How To Get The Starting Salary You Want Hint: You Have To Ask
Do you accept the first salary offered, or do you negotiate?
Before starting my own business, I worked for small businesses, nonprofit organizations, and international corporations.
And during those years, I always accepted the first salary offer.
I didn’t try to negotiate a higher salary.
Not even once.
Mostly I was afraid they wouldn’t hire me. It turns out until recently; most candidates accepted the first offer. But things are changing.
Consider Responses To Salary Questions
Most job seekers dread the expected salary question.

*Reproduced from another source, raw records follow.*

//! Publication of pointer-reachable values and their deferred
//! reclamation.
//!
//! An [`RcuCell`] is the writer's side of the bargain: a single atomic
//! pointer slot whose current value readers may borrow for the duration
//! of a read-side critical section. Replacing the value never touches
//! the readers; instead the *previous* value comes back as an
//! [`Unlinked`] handle that refuses to give up ownership until a grace
//! period has passed.

use core::marker::PhantomData;
use core::mem;
use core::ptr::{self, NonNull};

use portable_atomic::{AtomicPtr, Ordering};

use crate::barrier::write_fence;
use crate::rcu::{synchronize_rcu, ReadGuard};

/// An atomic pointer slot protected by grace periods.
///
/// Readers borrow the current value through [`dereference`] while inside
/// a read-side critical section. Writers install new values with
/// [`assign`], [`replace`] or [`publish`]; the slot may also be empty.
///
/// # Example
///
/// ```rust
/// use quiesce::{RcuCell, Reader};
///
/// let cell = RcuCell::new(Box::new(1u32));
/// let reader = Reader::register();
///
/// {
/// 	let guard = reader.lock();
/// 	assert_eq!(cell.dereference(&guard), Some(&1));
/// }
///
/// let old = cell.publish(Some(Box::new(2u32)));
/// assert_eq!(old.as_deref(), Some(&1));
/// ```
///
/// [`dereference`]: Self::dereference
/// [`assign`]: Self::assign
/// [`replace`]: Self::replace
/// [`publish`]: Self::publish
pub struct RcuCell<T: Send + Sync> {
	ptr: AtomicPtr<T>,
	_owns: PhantomData<Box<T>>,
}

impl<T: Send + Sync> RcuCell<T> {
	/// Create a slot holding `value`.
	pub fn new(value: Box<T>) -> Self {
		Self {
			ptr: AtomicPtr::new(Box::into_raw(value)),
			_owns: PhantomData,
		}
	}

	/// Create an empty slot.
	pub const fn empty() -> Self {
		Self { ptr: AtomicPtr::new(ptr::null_mut()), _owns: PhantomData }
	}

	/// Borrow the current value for the duration of the critical
	/// section witnessed by `guard`.
	///
	/// The borrow cannot outlive the guard, which is what makes it safe
	/// against concurrent [`publish`] calls: reclamation of the value
	/// waits for the guard to drop.
	///
	/// [`publish`]: Self::publish
	#[inline]
	pub fn dereference<'g>(
		&'g self,
		_guard: &'g ReadGuard<'_>,
	) -> Option<&'g T> {
		let ptr = self.ptr.load(Ordering::Acquire);
		if ptr.is_null() {
			None
		} else {
			Some(unsafe { &*ptr })
		}
	}

	/// The current value of the slot as a raw pointer, acquire-loaded.
	///
	/// For callers composing their own structures out of slots. The
	/// pointer may only be dereferenced inside a read-side critical
	/// section, or by the thread that can prove no writer is replacing
	/// the value.
	#[inline]
	pub fn load_ptr(&self) -> *mut T {
		self.ptr.load(Ordering::Acquire)
	}

	/// Publish `value`, making it and every store program-ordered
	/// before this call visible to any reader that observes the new
	/// pointer.
	///
	/// Meant for slots with no current value: a value already present
	/// is leaked, not reclaimed. Use [`replace`] or [`publish`] when
	/// the slot may be occupied.
	///
	/// [`replace`]: Self::replace
	/// [`publish`]: Self::publish
	pub fn assign(&self, value: Box<T>) {
		write_fence();
		self.ptr.store(Box::into_raw(value), Ordering::Release);
	}

	/// Atomically exchange the slot's value for `value` (or empty the
	/// slot), returning the previous value as an [`Unlinked`]
	/// reclamation handle.
	///
	/// The exchange is a full fence. Readers that already hold the old
	/// value keep reading it; the handle's owner decides when to wait
	/// them out.
	pub fn replace(&self, value: Option<Box<T>>) -> Option<Unlinked<T>> {
		let new = value.map_or(ptr::null_mut(), Box::into_raw);
		let old = self.ptr.swap(new, Ordering::SeqCst);
		NonNull::new(old).map(|ptr| Unlinked { ptr })
	}

	/// [`replace`], then wait one grace period.
	///
	/// The returned value is fully owned again: every reader that could
	/// have observed it has left its critical section. Blocks like
	/// [`synchronize_rcu`] and must not be called from inside a
	/// read-side critical section.
	///
	/// [`replace`]: Self::replace
	pub fn publish(&self, value: Option<Box<T>>) -> Option<Box<T>> {
		let old = self.replace(value);
		synchronize_rcu();
		old.map(|unlinked| unsafe { unlinked.take_unchecked() })
	}
}

impl<T: Send + Sync> Drop for RcuCell<T> {
	fn drop(&mut self) {
		let ptr = *self.ptr.get_mut();
		if !ptr.is_null() {
			drop(unsafe { Box::from_raw(ptr) });
		}
	}
}

/// A value unlinked from an [`RcuCell`] but possibly still observed by
/// readers that entered their critical section before the unlink.
///
/// Ownership is regained by waiting out those readers: [`take`] does so
/// and returns the value, and dropping the handle waits and frees in
/// place. Both block like [`synchronize_rcu`] and must not run inside a
/// read-side critical section.
///
/// [`take`]: Self::take
pub struct Unlinked<T: Send> {
	ptr: NonNull<T>,
}

// The handle is sole owner once the grace period has elapsed; sending it
// to another thread just moves who waits.
unsafe impl<T: Send> Send for Unlinked<T> {}

impl<T: Send> Unlinked<T> {
	/// Wait one grace period, then return the value.
	pub fn take(self) -> Box<T> {
		synchronize_rcu();
		unsafe { self.take_unchecked() }
	}

	/// Return the value without waiting.
	///
	/// # Safety
	///
	/// A grace period must have elapsed since the value was unlinked,
	/// by any means (for example a [`synchronize_rcu`] the caller
	/// already performed for a batch of unlinked values).
	pub unsafe fn take_unchecked(self) -> Box<T> {
		let ptr = self.ptr;
		mem::forget(self);
		unsafe { Box::from_raw(ptr.as_ptr()) }
	}
}

impl<T: Send> Drop for Unlinked<T> {
	fn drop(&mut self) {
		synchronize_rcu();
		drop(unsafe { Box::from_raw(self.ptr.as_ptr()) });
	}
}
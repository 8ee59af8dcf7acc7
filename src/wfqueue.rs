//! A queue with wait-free enqueue and blocking, single-consumer
//! dequeue.
//!
//! The queue is a singly-linked list whose `tail` is not a node pointer
//! but a pointer to the *slot* awaiting the next enqueue (the `next`
//! field of the last node). An enqueue is two steps: atomically swing
//! `tail` to the new node's own `next` slot, then store the node into
//! the slot that was swung away from. Any number of producers can race
//! through the exchange without waiting on each other; a consumer that
//! observes the window between the two steps simply waits for the
//! second store.
//!
//! A permanently allocated dummy node keeps the list non-empty so the
//! lockless enqueue never has to special-case an empty queue; the
//! consumer re-enqueues the dummy whenever it surfaces.

use core::cell::UnsafeCell;
use core::ptr::{self, NonNull};

use std::sync::Mutex;
use std::thread;
use std::time::Duration;

use crossbeam_utils::Backoff;
use portable_atomic::{AtomicPtr, Ordering};

/// Spins granted to a mid-flight enqueuer before the consumer starts
/// sleeping between polls.
const ADAPT_ATTEMPTS: usize = 10;

/// Sleep between polls once spinning is exhausted.
const LINK_WAIT: Duration = Duration::from_millis(10);

struct Node<T> {
	next: AtomicPtr<Node<T>>,
	/// `None` only for the dummy node.
	value: Option<T>,
}

/// Multi-producer, single-consumer queue: enqueue is wait-free, dequeue
/// blocks only on an enqueue caught between its two steps.
///
/// Concurrent dequeuers are excluded from each other by an internal
/// mutex; they do not affect the wait-freedom of producers.
///
/// # Example
///
/// ```rust
/// use quiesce::WfQueue;
///
/// let queue = WfQueue::new();
/// queue.enqueue(1);
/// queue.enqueue(2);
///
/// assert_eq!(queue.dequeue_blocking(), Some(1));
/// assert_eq!(queue.dequeue_blocking(), Some(2));
/// assert_eq!(queue.dequeue_blocking(), None);
/// ```
pub struct WfQueue<T: Send> {
	/// Consumer-owned; read and written only under `lock`.
	head: UnsafeCell<*mut Node<T>>,
	/// Address of the `next` slot the coming enqueue will fill.
	tail: AtomicPtr<AtomicPtr<Node<T>>>,
	dummy: NonNull<Node<T>>,
	lock: Mutex<()>,
}

unsafe impl<T: Send> Send for WfQueue<T> {}
unsafe impl<T: Send> Sync for WfQueue<T> {}

impl<T: Send> WfQueue<T> {
	/// Create an empty queue.
	#[must_use]
	pub fn new() -> Self {
		let dummy = Box::into_raw(Box::new(Node {
			next: AtomicPtr::new(ptr::null_mut()),
			value: None,
		}));

		Self {
			head: UnsafeCell::new(dummy),
			tail: AtomicPtr::new(
				unsafe { ptr::addr_of!((*dummy).next) }.cast_mut(),
			),
			dummy: unsafe { NonNull::new_unchecked(dummy) },
			lock: Mutex::new(()),
		}
	}

	/// Append `value`. Wait-free: a bounded number of own-thread steps
	/// regardless of what producers or the consumer are doing.
	pub fn enqueue(&self, value: T) {
		let node = Box::into_raw(Box::new(Node {
			next: AtomicPtr::new(ptr::null_mut()),
			value: Some(value),
		}));
		unsafe { self.enqueue_node(node) };
	}

	/// Link an initialized node (`next` already null) into the list.
	unsafe fn enqueue_node(&self, node: *mut Node<T>) {
		let slot = unsafe { ptr::addr_of!((*node).next) }.cast_mut();

		// The exchange's full barrier orders the node's initialization
		// before its publication below.
		let prev = self.tail.swap(slot, Ordering::SeqCst);

		// Until this store lands, a dequeuer sees the swung tail with a
		// null `*prev` and knows to wait.
		unsafe { (*prev).store(node, Ordering::Release) };
	}

	/// Remove the oldest value.
	///
	/// Returns `None` only if the queue was observably empty on entry,
	/// never spuriously. If the head node is still being linked by its
	/// producer, waits adaptively (a few spins, then 10 ms sleeps) for
	/// the link to complete.
	pub fn dequeue_blocking(&self) -> Option<T> {
		let _consumer = self.lock.lock().unwrap();
		let node = self.dequeue_node()?;
		let mut node = unsafe { Box::from_raw(node) };
		node.value.take()
	}

	/// Pop the head node, cycling the dummy back in if it surfaces.
	/// Caller holds `lock`.
	fn dequeue_node(&self) -> Option<*mut Node<T>> {
		loop {
			let head = unsafe { *self.head.get() };
			if head == self.dummy.as_ptr()
				&& self.tail.load(Ordering::Acquire) == self.dummy_slot()
			{
				return None;
			}

			// Non-empty, so either `head.next` is set or some producer
			// is between its exchange and its store.
			let backoff = Backoff::new();
			let mut attempts = 0;
			let next = loop {
				let next = unsafe { (*head).next.load(Ordering::Acquire) };
				if !next.is_null() {
					break next;
				}
				attempts += 1;
				if attempts >= ADAPT_ATTEMPTS {
					thread::sleep(LINK_WAIT);
					attempts = 0;
				} else {
					backoff.spin();
				}
			};

			unsafe { *self.head.get() = next };

			if head == self.dummy.as_ptr() {
				unsafe {
					(*head).next.store(ptr::null_mut(), Ordering::Relaxed);
					self.enqueue_node(head);
				}
				continue;
			}

			return Some(head);
		}
	}

	fn dummy_slot(&self) -> *mut AtomicPtr<Node<T>> {
		unsafe { ptr::addr_of!((*self.dummy.as_ptr()).next) }.cast_mut()
	}
}

impl<T: Send> Default for WfQueue<T> {
	fn default() -> Self {
		Self::new()
	}
}

impl<T: Send> Drop for WfQueue<T> {
	fn drop(&mut self) {
		// Exclusive access: every node, dummy included, is reachable
		// from head exactly once.
		let mut cur = *self.head.get_mut();
		while !cur.is_null() {
			let next = unsafe { (*cur).next.load(Ordering::Relaxed) };
			drop(unsafe { Box::from_raw(cur) });
			cur = next;
		}
	}
}

#[cfg(test)]
mod tests {
	use super::*;

	use core::sync::atomic::AtomicUsize;
	use std::collections::HashMap;
	use std::sync::Arc;
	use std::thread::scope;

	#[test]
	fn empty_queue_returns_none() {
		let queue = WfQueue::<u32>::new();
		assert_eq!(queue.dequeue_blocking(), None);
		assert_eq!(queue.dequeue_blocking(), None);
	}

	#[test]
	fn enqueue_after_empty_is_dequeued() {
		let queue = WfQueue::new();
		assert_eq!(queue.dequeue_blocking(), None);

		queue.enqueue(42);
		assert_eq!(queue.dequeue_blocking(), Some(42));
		assert_eq!(queue.dequeue_blocking(), None);
	}

	#[test]
	fn dummy_cycles_through_empty_transitions() {
		let queue = WfQueue::new();

		for round in 0..5 {
			queue.enqueue(round);
			assert_eq!(queue.dequeue_blocking(), Some(round));
			assert_eq!(queue.dequeue_blocking(), None);
		}
	}

	#[test]
	fn single_producer_is_fifo() {
		let queue = WfQueue::new();

		for i in 0..100 {
			queue.enqueue(i);
		}
		for i in 0..100 {
			assert_eq!(queue.dequeue_blocking(), Some(i));
		}
		assert_eq!(queue.dequeue_blocking(), None);
	}

	#[test]
	fn mpsc_loses_nothing_and_keeps_producer_order() {
		const PRODUCERS: usize = 4;
		const PER_PRODUCER: usize = 250;

		let queue = WfQueue::new();

		scope(|s| {
			for id in 0..PRODUCERS {
				let queue = &queue;
				s.spawn(move || {
					for seq in 0..PER_PRODUCER {
						queue.enqueue((id, seq));
					}
				});
			}

			s.spawn(|| {
				let mut last_seq: HashMap<usize, usize> = HashMap::new();
				let mut received = 0;

				while received < PRODUCERS * PER_PRODUCER {
					let Some((id, seq)) = queue.dequeue_blocking() else {
						std::thread::yield_now();
						continue;
					};
					received += 1;

					// Within one producer, sequence numbers must come
					// out in enqueue order.
					match last_seq.insert(id, seq) {
						None => assert_eq!(seq, 0),
						Some(prev) => assert_eq!(seq, prev + 1),
					}
				}

				for id in 0..PRODUCERS {
					assert_eq!(last_seq[&id], PER_PRODUCER - 1);
				}
				assert_eq!(queue.dequeue_blocking(), None);
			});
		});
	}

	#[test]
	fn drop_frees_undelivered_values() {
		struct DropCounter(Arc<AtomicUsize>);

		impl Drop for DropCounter {
			fn drop(&mut self) {
				self.0.fetch_add(1, Ordering::Relaxed);
			}
		}

		let drops = Arc::new(AtomicUsize::new(0));
		let queue = WfQueue::new();

		for _ in 0..10 {
			queue.enqueue(DropCounter(Arc::clone(&drops)));
		}
		drop(queue.dequeue_blocking());
		assert_eq!(drops.load(Ordering::Relaxed), 1);

		drop(queue);
		assert_eq!(drops.load(Ordering::Relaxed), 10);
	}
}
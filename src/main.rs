use anyhow::Result;
use clap::Parser;
use discord_gate::config::Config;
use discord_gate::server::Server;
use std::net::SocketAddr;
use tracing_subscriber::{layer::SubscriberExt, util::SubscriberInitExt};

/// Cache-first Discord REST proxy for the ticket dashboard
#[derive(Debug, Parser)]
#[command(version, about)]
struct Cli {
    /// Overrides BIND_ADDR
    #[arg(long)]
    bind_addr: Option<SocketAddr>,

    /// Overrides LOG_LEVEL
    #[arg(long)]
    log_level: Option<String>,
}

#[tokio::main]
async fn main() -> Result<()> {
    // Load environment variables from .env file
    dotenv::dotenv().ok();

    let cli = Cli::parse();

    let mut config = Config::from_env()
        .map_err(|e| anyhow::anyhow!("Failed to load configuration: {}", e))?;
    if let Some(bind_addr) = cli.bind_addr {
        config.bind_addr = bind_addr;
    }
    if let Some(log_level) = cli.log_level {
        config.log_level = log_level;
    }

    tracing_subscriber::registry()
        .with(
            tracing_subscriber::EnvFilter::try_from_default_env().unwrap_or_else(|_| {
                format!("discord_gate={},tower_http=debug", config.log_level).into()
            }),
        )
        .with(tracing_subscriber::fmt::layer())
        .init();

    tracing::info!("Starting discord-gate");
    tracing::info!(
        "Configuration: bind_addr={}, cache={}, discord_api_base={}",
        config.bind_addr,
        if config.uses_redis() { "redis" } else { "memory" },
        config.discord_api_base
    );

    let server =
        Server::new(config).map_err(|e| anyhow::anyhow!("Failed to create server: {}", e))?;

    server
        .run()
        .await
        .map_err(|e| anyhow::anyhow!("Server error: {}", e))?;

    Ok(())
}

That’s not surprising as most Americans aren’t comfortable talking about income, even with friends. 80% of respondents to a Lexington Law survey said they wouldn’t ask a friend how much they make.
So why would a job seeker want to talk about compensation with a recruiter?
But, as a former recruiter, I know they ask to verify that your salary requirement aligns with the salary range for the position they are filling. Job seekers who have most of what the hiring manager is looking for will be offered salaries at the higher end of the spectrum, while wages at the lower end will go to those with fewer skills or less experience.
There are restrictions on “salary” questions depending on where you live. Many states have passed laws prohibiting employers from asking job applicants about their salary history, including asking about their current salary. Almost 50% of states have enacted salary history bans: 21 states as of July 30, 2021, according to HRDIVE, which keeps a running list of salary history bans.
However, you can be asked a salary expectation question during a job interview. You can try counter by asking what the range is for the position. The recruiter may tell you. They may say something like it depends on the candidate’s experience.
If the recruiter doesn’t disclose the range, you can provide your expected salary range. It’s also a good practice to be ready to give a number you can live with if pressed.
It’s important to remember that while typically there is room for salary negotiation, no matter how fabulous you may be, if the salary cap is $175K, it’s doubtful they will bump that up to $225K.
On the flip side, if the salary range is $150K to $175K and you say your target is $100K, a recruiter or potential employer will wonder if you are grossly exaggerating your ability or grossly underpaid
Choose A Salary Range
Research. Research. Research. There’s no substitute for researching the typical salary or average salary for your target position(s) before you begin your job search. Numerous salary information resources are a click away. Here are a few to start with:
Bureau of Labor and Statistics (Wage Data by Area and Occupation)
Occupational Outlook Handbook (Earnings)
After your initial research, talk to people familiar with or working in your target position about compensation. Ask friends, family, and former colleagues who they know and ask for introductions. Your college or university alumni association may be able to help as well.
Don’t forget that compensation is more than the base salary. A compensation package can include healthcare, vacation, tuition reimbursement, bonuses, flexible schedules, summer Fridays, work from home, etc.
Hybrid workplaces and remote work policies are on the rise. According to Jobvite’s 2021 Recruiter Nation Report, 70% of organizations will have hybrid-in-office and remote work policies going forward.
Go beyond evaluating jobs by Pros and Cons by developing a list of the most important criteria to you.
Don’t Be Afraid Of Salary Negotiation
In 2017, 52% of employers responding to a CareerBuilder survey said when they extended a job offer, they typically offered a lower salary to allow room for negotiation. With 26% saying the initial offer was $5K, or more, less than they were willing to pay.
However, 56% of employees responding to CareerBuilder in 2017 (see link above) said when they were offered a job, they didn’t try to negotiate a higher salary. Almost half (47%) said they didn’t negotiate because they were afraid the employer would decide not to hire them, 51% said they were uncomfortable asking for more money, and 36% didn’t want to appear greedy.
Things are different today. Jobvite’s 2021 Recruiter Nation Report (see link above) notes that 73% of surveyed recruiters reported at least a moderate increase in candidates and current employees negotiating for higher salaries. A 20% increase since 2020.
Most candidates look forward to a salary discussion as much as they look forward to having a root canal. Researching to understand the market value of your target position can help during the salary negotiation. While there’s no guarantee you’ll secure a higher starting salary; you most certainly won’t get a bump in pay if you don’t ask for one.